E-journals involve new opportunities and challenges. Some issues are journal-dependent and addressed by individual editors; others are universal and affect the overall academic milieu.

Technology factors (such as Medium) increase available space at minimal additional cost. Material (such as computer programs and algorithms) can be added; content can be expanded beyond traditional research; and richer Modes (such as audio and video) can be included. The editor decides how to balance the benefits of technology and the risk of information overload. E-journals are designed to work with current technologies. When the technology becomes obsolete, and unless backward integration is maintained, journal content becomes unreadable. What makes this problem universal in scope is the complexity and cost of conversion and the required infrastructure.

In applied fields, including information systems, academic journals try to expand their Market to practitioners who seek relevant, accurate, and timely information, rather than rigorous theoretical development. E-journals offer ways to increase circulation. Lower production costs allow publishers to create dual outlets, each targeting a particular market; examples are Communications of AIS and the Journal of AIS. The dynamic structure of e-journals provides an individual journal with multiple entry points and levels of theoretical rigor; an example is the Journal of Information Law and Technology. Reference [5] is an example of a multi-level article from which readers can select desired levels of detail for each section, depending on their interest and orientation.

The three Money characteristics [7] unique to academic publishing are:

  • Conflicting stakeholder incentives. Author incentives, which are based on journal ratings, differ from library incentives, which are based on cost and constrained by budgets;
  • Little price competition. Prices and revenue are unrelated to journal ranking. The revenue to the publisher from a 20-page article in a computer science journal can range from $1,000 to $8,000 notwithstanding the journal's prestige; and
  • No pay for scholars, unlike for commercial authors. Moreover, article refereeing and much of the editing is often free to the publisher.

The cost of producing an e-journal is lower than for producing a print journal (p-journal) because it requires no printing, binding, shipping, or storage. E-journals, however, introduce the issue of copyright payment structures. Payment structures are evolving toward a collective licensing system whereby subscribers access everything published in a particular system (such as the ACM Digital Library.) Whereas in 1999, 70% percent of e-journals were free [6], in 2003, only 25% were free, supporting our assertion that free e-journals are not viable in the long term.1 Publishers offer a variety of fee structures for e-journals, including combined (paper and electronic) subscription, pay-per-view, and bundled with association membership dues. However, distributed articles with hyperlinks to external Web resources lose the hyperlinking advantage with any charging scheme.

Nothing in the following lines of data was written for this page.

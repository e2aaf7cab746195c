//! # Producer API.
//!
//! [`Producer`] builds [`EventRecord`]s and hands them to the queue. It is a cheap
//! `Clone` handle and can be used from any number of threads or tasks without
//! extra synchronization: the queue is the only shared mutable state.
//!
//! ## Example
//! ```rust
//! use eventd::{EventQueue, Severity};
//!
//! let queue = EventQueue::with_capacity(16);
//! let producer = queue.producer();
//! producer.submit_raw_string(Severity::Info, "service started").unwrap();
//! assert_eq!(queue.len(), 1);
//! ```

use std::sync::Arc;

use crate::error::QueueError;
use crate::events::{EventRecord, Severity};
use crate::queue::shared::EventQueue;

/// Handle for submitting records.
#[derive(Clone, Debug)]
pub struct Producer {
    queue: Arc<EventQueue>,
}

impl Producer {
    pub(crate) fn new(queue: Arc<EventQueue>) -> Self {
        Self { queue }
    }

    /// Submits a raw-string record.
    ///
    /// ### Results
    /// - `Ok(())` record queued (possibly evicting the oldest one)
    /// - `Err(InvalidArgument)` text contains a NUL byte
    /// - `Err(OutOfMemory)` allocation failed; nothing was queued
    ///
    /// Over-length text is truncated to [`MAX_TEXT_LEN`](crate::MAX_TEXT_LEN) bytes with a warning.
    pub fn submit_raw_string(&self, severity: Severity, text: &str) -> Result<(), QueueError> {
        let record = EventRecord::raw_string(severity, text)?;
        self.submit(record)
    }

    /// Submits a prebuilt record.
    pub fn submit(&self, record: EventRecord) -> Result<(), QueueError> {
        let res = self.queue.enqueue(record);
        if let Err(e) = &res {
            tracing::warn!(error = %e, label = e.as_label(), "record discarded");
        }
        res
    }
}
//! # LogRouter — one-way switch from the attached sink to the detached sink.
//!
//! ```text
//!                 ┌──────────────┐
//! emit(line) ───► │  LogRouter   │ ──► attached sink   (until switch)
//!                 │  detached?   │ ──► detached sink   (after switch)
//!                 └──────────────┘
//! ```
//!
//! ## Rules
//! - Starts on the attached sink.
//! - [`LogRouter::switch_to_detached`] flips exactly once; later calls are no-ops.
//! - The router is itself a [`LogSink`], so the queue's notice path and the
//!   consumer loop share one routing decision.

use std::sync::Arc;
use std::sync::atomic::{AtomicBool, Ordering};

use crate::sinks::LogSink;

/// Routes lines to one of two sinks.
pub struct LogRouter {
    attached: Arc<dyn LogSink>,
    detached: Arc<dyn LogSink>,
    switched: AtomicBool,
}

impl LogRouter {
    /// Creates a router currently writing to `attached`.
    pub fn new(attached: Arc<dyn LogSink>, detached: Arc<dyn LogSink>) -> Self {
        Self {
            attached,
            detached,
            switched: AtomicBool::new(false),
        }
    }

    /// Switches to the detached sink.
    ///
    /// Returns `true` only for the call that performed the switch.
    pub fn switch_to_detached(&self) -> bool {
        let first = !self.switched.swap(true, Ordering::AcqRel);
        if first {
            tracing::debug!(sink = self.detached.name(), "log output switched");
        }
        first
    }

    /// Returns `true` once the switch happened.
    pub fn is_detached(&self) -> bool {
        self.switched.load(Ordering::Acquire)
    }

    fn active(&self) -> &dyn LogSink {
        if self.is_detached() {
            self.detached.as_ref()
        } else {
            self.attached.as_ref()
        }
    }
}

impl LogSink for LogRouter {
    fn emit(&self, line: &str) {
        self.active().emit(line);
    }

    fn name(&self) -> &'static str {
        self.active().name()
    }
}
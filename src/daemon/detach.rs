//! # Background detach.
//!
//! [`Detach`] turns the attached, terminal-bound process into a background one.
//! [`ProcessDetacher`] uses `daemon(3)`: fork, parent exits, child starts a new
//! session, changes directory to `/` and redirects the standard streams to `/dev/null`.
//!
//! ## Rules
//! - Called at most once per process, by the control loop's bootstrap step.
//! - Must run while the process has a single thread (the current-thread runtime
//!   used by the binary satisfies this).

use std::io;

/// One-time detach from the controlling terminal.
pub trait Detach: Send {
    fn detach(&mut self) -> io::Result<()>;
}

/// Detaches the real process with `daemon(3)`.
#[derive(Debug, Default)]
pub struct ProcessDetacher;

impl Detach for ProcessDetacher {
    fn detach(&mut self) -> io::Result<()> {
        // SAFETY: daemon(3) only forks and adjusts process-level state; the caller
        // guarantees no other threads hold locks across the fork.
        let rc = unsafe { libc::daemon(0, 0) };
        if rc == 0 {
            Ok(())
        } else {
            Err(io::Error::last_os_error())
        }
    }
}
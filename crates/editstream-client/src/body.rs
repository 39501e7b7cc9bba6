use std::io;
use std::time::Duration;

use bytes::Bytes;
use tokio::io::AsyncRead;

use crate::head::BodyFraming;
use crate::transport::read_with_idle_timeout;

const IO_CHUNK_SIZE: usize = 8 * 1024;
const CHUNK_LINE_LIMIT: usize = 16 * 1024;

#[derive(Debug, Clone, Copy, PartialEq, Eq)]
enum FramingState {
    CloseDelimited,
    ContentLength { remaining: u64 },
    Chunked(ChunkedState),
    Done,
}

#[derive(Debug, Clone, Copy, PartialEq, Eq)]
enum ChunkedState {
    SizeLine,
    Data { remaining: u64 },
    DataTerminator,
    Trailers,
}

#[derive(Debug)]
pub(crate) struct BodyReader<S> {
    stream: S,
    read_buf: Vec<u8>,
    framing: FramingState,
    idle_timeout: Duration,
}

impl<S: AsyncRead + Unpin> BodyReader<S> {
    pub fn new(stream: S, leftover: Vec<u8>, framing: BodyFraming, idle_timeout: Duration) -> Self {
        let framing = match framing {
            BodyFraming::Chunked => FramingState::Chunked(ChunkedState::SizeLine),
            BodyFraming::ContentLength(length) => FramingState::ContentLength { remaining: length },
            BodyFraming::CloseDelimited => FramingState::CloseDelimited,
        };
        Self {
            stream,
            read_buf: leftover,
            framing,
            idle_timeout,
        }
    }

    // One payload chunk per call; `None` once the body has completed
    // cleanly. Transport errors and framing violations surface as
    // `io::Error` and leave the reader unusable.
    pub async fn next_chunk(&mut self) -> io::Result<Option<Bytes>> {
        loop {
            match self.framing {
                FramingState::Done => return Ok(None),
                FramingState::CloseDelimited => {
                    if !self.read_buf.is_empty() {
                        return Ok(Some(self.drain_buffered(self.read_buf.len())));
                    }
                    if self.fill().await? == 0 {
                        self.framing = FramingState::Done;
                        return Ok(None);
                    }
                }
                FramingState::ContentLength { remaining } => {
                    if remaining == 0 {
                        self.framing = FramingState::Done;
                        return Ok(None);
                    }
                    if self.read_buf.is_empty() && self.fill().await? == 0 {
                        return Err(io::Error::new(
                            io::ErrorKind::UnexpectedEof,
                            "connection closed before body completed",
                        ));
                    }
                    let take = std::cmp::min(remaining as usize, self.read_buf.len());
                    self.framing = FramingState::ContentLength {
                        remaining: remaining - take as u64,
                    };
                    return Ok(Some(self.drain_buffered(take)));
                }
                FramingState::Chunked(state) => {
                    if let Some(chunk) = self.step_chunked(state).await? {
                        return Ok(Some(chunk));
                    }
                    if self.framing == FramingState::Done {
                        return Ok(None);
                    }
                }
            }
        }
    }

    async fn step_chunked(&mut self, state: ChunkedState) -> io::Result<Option<Bytes>> {
        match state {
            ChunkedState::SizeLine => {
                let Some(line_end) = find_crlf(&self.read_buf) else {
                    if self.read_buf.len() > CHUNK_LINE_LIMIT {
                        return Err(io::Error::new(
                            io::ErrorKind::InvalidData,
                            "chunk size line exceeded limit",
                        ));
                    }
                    if self.fill().await? == 0 {
                        return Err(io::Error::new(
                            io::ErrorKind::UnexpectedEof,
                            "connection closed before chunk size line was read",
                        ));
                    }
                    return Ok(None);
                };
                let chunk_len = parse_chunk_len(&self.read_buf[..line_end])?;
                self.read_buf.drain(..line_end + 2);
                self.framing = if chunk_len == 0 {
                    FramingState::Chunked(ChunkedState::Trailers)
                } else {
                    FramingState::Chunked(ChunkedState::Data {
                        remaining: chunk_len,
                    })
                };
                Ok(None)
            }
            ChunkedState::Data { remaining } => {
                if self.read_buf.is_empty() && self.fill().await? == 0 {
                    return Err(io::Error::new(
                        io::ErrorKind::UnexpectedEof,
                        "connection closed inside a chunk",
                    ));
                }
                let take = std::cmp::min(remaining as usize, self.read_buf.len());
                self.framing = if remaining == take as u64 {
                    FramingState::Chunked(ChunkedState::DataTerminator)
                } else {
                    FramingState::Chunked(ChunkedState::Data {
                        remaining: remaining - take as u64,
                    })
                };
                Ok(Some(self.drain_buffered(take)))
            }
            ChunkedState::DataTerminator => {
                while self.read_buf.len() < 2 {
                    if self.fill().await? == 0 {
                        return Err(io::Error::new(
                            io::ErrorKind::UnexpectedEof,
                            "connection closed before chunk terminator",
                        ));
                    }
                }
                if &self.read_buf[..2] != b"\r\n" {
                    return Err(io::Error::new(
                        io::ErrorKind::InvalidData,
                        "invalid chunk terminator",
                    ));
                }
                self.read_buf.drain(..2);
                self.framing = FramingState::Chunked(ChunkedState::SizeLine);
                Ok(None)
            }
            ChunkedState::Trailers => {
                if self.read_buf.starts_with(b"\r\n") {
                    self.read_buf.drain(..2);
                    self.framing = FramingState::Done;
                    return Ok(None);
                }
                if let Some(line_end) = find_crlf(&self.read_buf) {
                    // Trailer lines are accepted and discarded.
                    self.read_buf.drain(..line_end + 2);
                    return Ok(None);
                }
                if self.read_buf.len() > CHUNK_LINE_LIMIT {
                    return Err(io::Error::new(
                        io::ErrorKind::InvalidData,
                        "chunked trailer line exceeded limit",
                    ));
                }
                if self.fill().await? == 0 {
                    return Err(io::Error::new(
                        io::ErrorKind::UnexpectedEof,
                        "connection closed before chunked trailers completed",
                    ));
                }
                Ok(None)
            }
        }
    }

    async fn fill(&mut self) -> io::Result<usize> {
        let mut chunk = [0_u8; IO_CHUNK_SIZE];
        let read = read_with_idle_timeout(&mut self.stream, &mut chunk, self.idle_timeout).await?;
        self.read_buf.extend_from_slice(&chunk[..read]);
        Ok(read)
    }

    fn drain_buffered(&mut self, take: usize) -> Bytes {
        Bytes::from(self.read_buf.drain(..take).collect::<Vec<_>>())
    }
}

fn find_crlf(buf: &[u8]) -> Option<usize> {
    buf.windows(2).position(|window| window == b"\r\n")
}

fn parse_chunk_len(line: &[u8]) -> io::Result<u64> {
    let text = std::str::from_utf8(line).map_err(|_| {
        io::Error::new(
            io::ErrorKind::InvalidData,
            "chunk size line had invalid UTF-8",
        )
    })?;
    let trimmed = text.trim();
    let size_text = trimmed.split(';').next().unwrap_or(trimmed).trim();
    u64::from_str_radix(size_text, 16).map_err(|_| {
        io::Error::new(
            io::ErrorKind::InvalidData,
            "chunk size line had invalid hex length",
        )
    })
}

It is unclear to what extent introducing advanced technologies supports the ultimate objective of research—creating knowledge.


Each Management task introduces new challenges. For example, long-term sustainability helps maintain collective knowledge. However, the infrastructure does not exist for maintaining archives, as with, say, the Library of Congress. Individual publishers can archive their own e-journals. Each e-journal's sustainability thus depends on its publisher's survival. If a particular manuscript resides on a single server, archiving it is easier than archiving distributed articles [1].

Marketing a new e-journal is especially difficult. Established publishers might use a brand name (such as ACM), combining their e-journal marketing efforts with that of more traditional publications. Independently published e-journals can use announcement services, listservs, and Internet-based search agents to market their e-journals. Researchers traditionally find articles via secondary indexes, such as abstract services. Few e-journals are indexed today, causing some scholars to overlook relevant e-articles, thus reducing the benefits of potential anytime-anywhere e-journal access.2

E-journals also reduce publication cycle time. The time needed for researching, writing, refereeing, and editing remains the same. But production time is shortened by eliminating printing, binding, and shipping and by publishing articles when they're ready, thus eliminating backlogs of accepted articles. Publishers must balance quicker publication cycles with irregular article flow and the reader's potential information overload.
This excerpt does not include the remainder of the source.